Thre are far more serious issues that are a safety risk, human error and simply lack of training are still the main causes of accidents and resources directed at drug testing would be far better placed elswhere.
In other words, for the absolute vast majority of workers at every level within a company, testing is irrelevant.
When I see athletes tested with recognised procedures and formalities, the basis for appeal has often been the ‘chain of custody’, which is another way of the athlete saying that security procedures were lax enough for them to have reasonable grounds for saying the postive sample tested was not theirs.This has been a succesful means of appeal for several athletes.
It took the doping industry quite some time to develop a provable, legal, reliable way of ensuring that samples being tested actually came from the source written on the label.
Given that athletics is such a high profile industry, you’d think that was the first thing they got right.
There are plenty of such drug testing companies out there, and many are not capable of accounting correctly for the samples they have, and commercial pressure ensures that those who can do the job at the lowest cost will get the testing contract - this is not the way to ensure the security and quality required.
The whole arsehole argument that ‘if you’re not doing anything wrong, you’ve nothing to worry about’ is utterly specious.

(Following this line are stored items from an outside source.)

impl<'a> Evaluator<'a> {
    /// Evaluator over a policy set, related rows and a session.
    pub fn new(policies: &'a PolicySet, data: &'a Dataset, ctx: &'a SessionContext) -> Self {
        Self {
            policies,
            data,
            ctx,
            max_depth: DEFAULT_MAX_DEPTH,
        }
    }

    /// Evaluator with no policies and no related rows; subqueries see no rows.
    pub fn standalone(ctx: &'a SessionContext) -> Self {
        Self::new(&EMPTY_POLICIES, &EMPTY_DATASET, ctx)
    }

    /// Copy with a different subquery nesting budget.
    pub fn with_max_depth(mut self, max_depth: usize) -> Self {
        self.max_depth = max_depth.max(1);
        self
    }

    /// Session the evaluator runs under.
    pub fn context(&self) -> &'a SessionContext {
        self.ctx
    }

    /// Truth value of `expr` for `row` of `table`.
    pub fn evaluate(&self, expr: &Expr, table: &str, row: &Row) -> Result<Trilean, EvalError> {
        let env = Env {
            frames: vec![Frame {
                binding: table,
                row,
            }],
            stack: vec![table],
        };
        self.truth(expr, &env)
    }

    /// Combine the policies governing `phase` of `command` on `table` for `row`.
    ///
    /// Before any row is looked at, the subquery tables reachable from the
    /// applicable policies are expanded, so a policy cycle fails the call even
    /// when the data would never reach it.
    pub fn resolve(
        &self,
        table: &str,
        command: Command,
        phase: Phase,
        row: &Row,
    ) -> Result<Resolution, EvalError> {
        let stack = vec![table];
        self.expand(table, command, phase, &stack)?;
        self.resolve_in(table, command, phase, row, &stack)
    }

    /// Full check for one command: `UPDATE` needs the existing row visible
    /// and the new row valid; other commands have a single phase.
    pub fn resolve_command(
        &self,
        table: &str,
        command: Command,
        row: &Row,
    ) -> Result<Resolution, EvalError> {
        match command {
            Command::Select | Command::Delete => self.resolve(table, command, Phase::Read, row),
            Command::Insert => self.resolve(table, command, Phase::Write, row),
            Command::Update => {
                let read = self.resolve(table, command, Phase::Read, row)?;
                let write = self.resolve(table, command, Phase::Write, row)?;
                Ok(read.and(write))
            }
        }
    }

    fn expand<'r>(
        &'r self,
        table: &str,
        command: Command,
        phase: Phase,
        stack: &[&'r str],
    ) -> Result<(), EvalError> {
        for policy in self.policies.applicable(table, command, self.ctx.role()) {
            let Some((_, expr)) = policy.governing(phase) else {
                continue;
            };
            for sub in expr.subqueries() {
                let inner = self.enter(stack, &sub.table)?;
                self.expand(&sub.table, Command::Select, Phase::Read, &inner)?;
            }
        }
        Ok(())
    }

    fn enter<'r>(&self, stack: &[&'r str], table: &'r str) -> Result<Vec<&'r str>, EvalError> {
        if stack.contains(&table) {
            let mut path: Vec<String> = stack.iter().map(|t| t.to_string()).collect();
            path.push(table.to_string());
            return Err(EvalError::CycleDetectedAtRuntime { path });
        }
        if stack.len() >= self.max_depth {
            return Err(EvalError::DepthExceeded {
                max_depth: self.max_depth,
                table: table.to_string(),
            });
        }
        let mut inner = stack.to_vec();
        inner.push(table);
        Ok(inner)
    }

    fn resolve_in<'r>(
        &'r self,
        table: &'r str,
        command: Command,
        phase: Phase,
        row: &'r Row,
        stack: &[&'r str],
    ) -> Result<Resolution, EvalError> {
        let env = Env {
            frames: vec![Frame {
                binding: table,
                row,
            }],
            stack: stack.to_vec(),
        };
        let mut outcomes = Vec::new();
        for policy in self.policies.applicable(table, command, self.ctx.role()) {
            let Some((clause, expr)) = policy.governing(phase) else {
                continue;
            };
            let result = self.truth(expr, &env)?;
            trace!(table, policy = %policy.name, %clause, %result, "policy evaluated");
            outcomes.push(PolicyOutcome {
                policy: policy.name.clone(),
                disposition: policy.disposition,
                clause,
                result,
            });
        }
        Ok(Resolution::combine(outcomes))
    }

    fn truth<'r>(&'r self, expr: &'r Expr, env: &Env<'r>) -> Result<Trilean, EvalError> {
        match expr {
            Expr::UnaryOp { op, expr: inner } => match op {
                UnaryOperator::Not => Ok(!self.truth(inner, env)?),
                UnaryOperator::IsNull => Ok(self.scalar(inner, env)?.is_null().into()),
                UnaryOperator::IsNotNull => Ok((!self.scalar(inner, env)?.is_null()).into()),
            },
            Expr::BinaryOp { op, left, right } => match op {
                BinaryOperator::And => {
                    let l = self.truth(left, env)?;
                    if l == Trilean::False {
                        return Ok(Trilean::False);
                    }
                    Ok(l & self.truth(right, env)?)
                }
                BinaryOperator::Or => {
                    let l = self.truth(left, env)?;
                    if l == Trilean::True {
                        return Ok(Trilean::True);
                    }
                    Ok(l | self.truth(right, env)?)
                }
                cmp => {
                    let l = self.scalar(left, env)?;
                    let r = self.scalar(right, env)?;
                    compare(*cmp, &l, &r)
                }
            },
            Expr::InList { expr: subject, list } => {
                let needle = self.scalar(subject, env)?;
                let mut items = Vec::with_capacity(list.len());
                for item in list {
                    items.push(self.scalar(item, env)?);
                }
                membership(&needle, items.iter())
            }
            Expr::Subquery(sub) => self.subquery(sub, env),
            Expr::Opaque { .. } => Ok(Trilean::Unknown),
            Expr::ColumnRef(_)
            | Expr::Literal { .. }
            | Expr::SessionVar { .. }
            | Expr::FunctionCall { .. } => match self.scalar(expr, env)? {
                Value::Null => Ok(Trilean::Unknown),
                Value::Bool(b) => Ok(b.into()),
                Value::Text(ref s) => match parse_bool(s) {
                    Some(b) => Ok(b.into()),
                    None => Err(EvalError::NotBoolean {
                        found: "text",
                        expr: expr.to_string(),
                    }),
                },
                other => Err(EvalError::NotBoolean {
                    found: other.type_name(),
                    expr: expr.to_string(),
                }),
            },
        }
    }

    fn scalar<'r>(&'r self, expr: &'r Expr, env: &Env<'r>) -> Result<Value, EvalError> {
        match expr {
            Expr::ColumnRef(col) => {
                let frame = col
                    .binding
                    .as_deref()
                    .and_then(|b| env.frames.iter().rev().find(|f| f.binding == b))
                    .or_else(|| env.frames.last());
                Ok(frame
                    .and_then(|f| f.row.get(&col.column))
                    .cloned()
                    .unwrap_or(Value::Null))
            }
            Expr::Literal { value } => Ok(value.clone()),
            Expr::SessionVar { name } => Ok(self.ctx.lookup(name)),
            Expr::FunctionCall { name, args } => {
                let mut values = Vec::with_capacity(args.len());
                for arg in args {
                    values.push(self.scalar(arg, env)?);
                }
                call_function(name, values)
            }
            Expr::Opaque { .. } => Ok(Value::Null),
            _ => Ok(match self.truth(expr, env)? {
                Trilean::True => Value::Bool(true),
                Trilean::False => Value::Bool(false),
                Trilean::Unknown => Value::Null,
            }),
        }
    }

    fn subquery<'r>(&'r self, sub: &'r Subquery, env: &Env<'r>) -> Result<Trilean, EvalError> {
        let table = sub.table.as_str();
        // Only the scanned table's own policies run one level deeper; the
        // filter still belongs to the enclosing policy.
        let entered = self.enter(&env.stack, table)?;
        let mut inner = Env {
            frames: env.frames.clone(),
            stack: env.stack.clone(),
        };
        let needle = match &sub.mode {
            SubqueryMode::In { expr } => Some(self.scalar(expr, env)?),
            SubqueryMode::Exists => None,
        };
        let protected = self.policies.on_table(table).next().is_some();

        let mut projected = Vec::new();
        for row in self.data.rows(table) {
            if protected {
                let visible = self.resolve_in(table, Command::Select, Phase::Read, row, &entered)?;
                if !visible.verdict.is_true() {
                    continue;
                }
            }
            inner.frames.push(Frame {
                binding: sub.binding_name(),
                row,
            });
            let passes = match &sub.filter {
                Some(filter) => self.truth(filter, &inner),
                None => Ok(Trilean::True),
            };
            inner.frames.pop();
            if !passes?.is_true() {
                continue;
            }
            match &needle {
                None => return Ok(Trilean::True),
                Some(_) => projected.push(
                    sub.column
                        .as_ref()
                        .and_then(|c| row.get(c))
                        .cloned()
                        .unwrap_or(Value::Null),
                ),
            }
        }

        match needle {
            None => Ok(Trilean::False),
            Some(value) => membership(&value, projected.iter()),
        }
    }
}

/// Evaluate `expr` against a single row with no related tables.
///
/// Column references are read from `row` regardless of their qualifier, and
/// subqueries see no rows.
pub fn evaluate(expr: &Expr, ctx: &SessionContext, row: &Row) -> Result<Trilean, EvalError> {
    Evaluator::standalone(ctx).evaluate(expr, "", row)
}

/// SQL `needle IN (items)` with NULL-aware semantics.
fn membership<'v>(needle: &Value, items: impl Iterator<Item = &'v Value>) -> Result<Trilean, EvalError> {
    let mut result = Trilean::False;
    for item in items {
        result = result | compare(BinaryOperator::Eq, needle, item)?;
        if result == Trilean::True {
            break;
        }
    }
    Ok(result)
}

fn parse_bool(raw: &str) -> Option<bool> {
    match raw.trim().to_ascii_lowercase().as_str() {
        "true" | "t" | "yes" | "on" | "1" => Some(true),
        "false" | "f" | "no" | "off" | "0" => Some(false),
        _ => None,
    }
}

fn as_number(value: &Value) -> Option<f64> {
    match value {
        Value::Int(i) => Some(*i as f64),
        Value::Float(x) => Some(*x),
        Value::Text(s) => s.trim().parse::<f64>().ok(),
        _ => None,
    }
}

If you do nothing wrong and are tested without just cause you do have something to worry about - your fredom, your privacy.
Drug testing has become an industry that has every incentive to infringe your rights, it is in fact built solely upon doing this.
Here’s your link,
http://www.peoplemanagement.co.uk/PM/Articles/NegativeResultForWork.htm
http://www.management-issues.com/display_page.asp?section=research&id=1371
Don’t forget there are such things as false postives too,
http://www.management-issues.com/display_page.asp?section=research&id=1371
…and when those false postives occur, the cost of compensation may well outwiegh the percieved advantages of testing.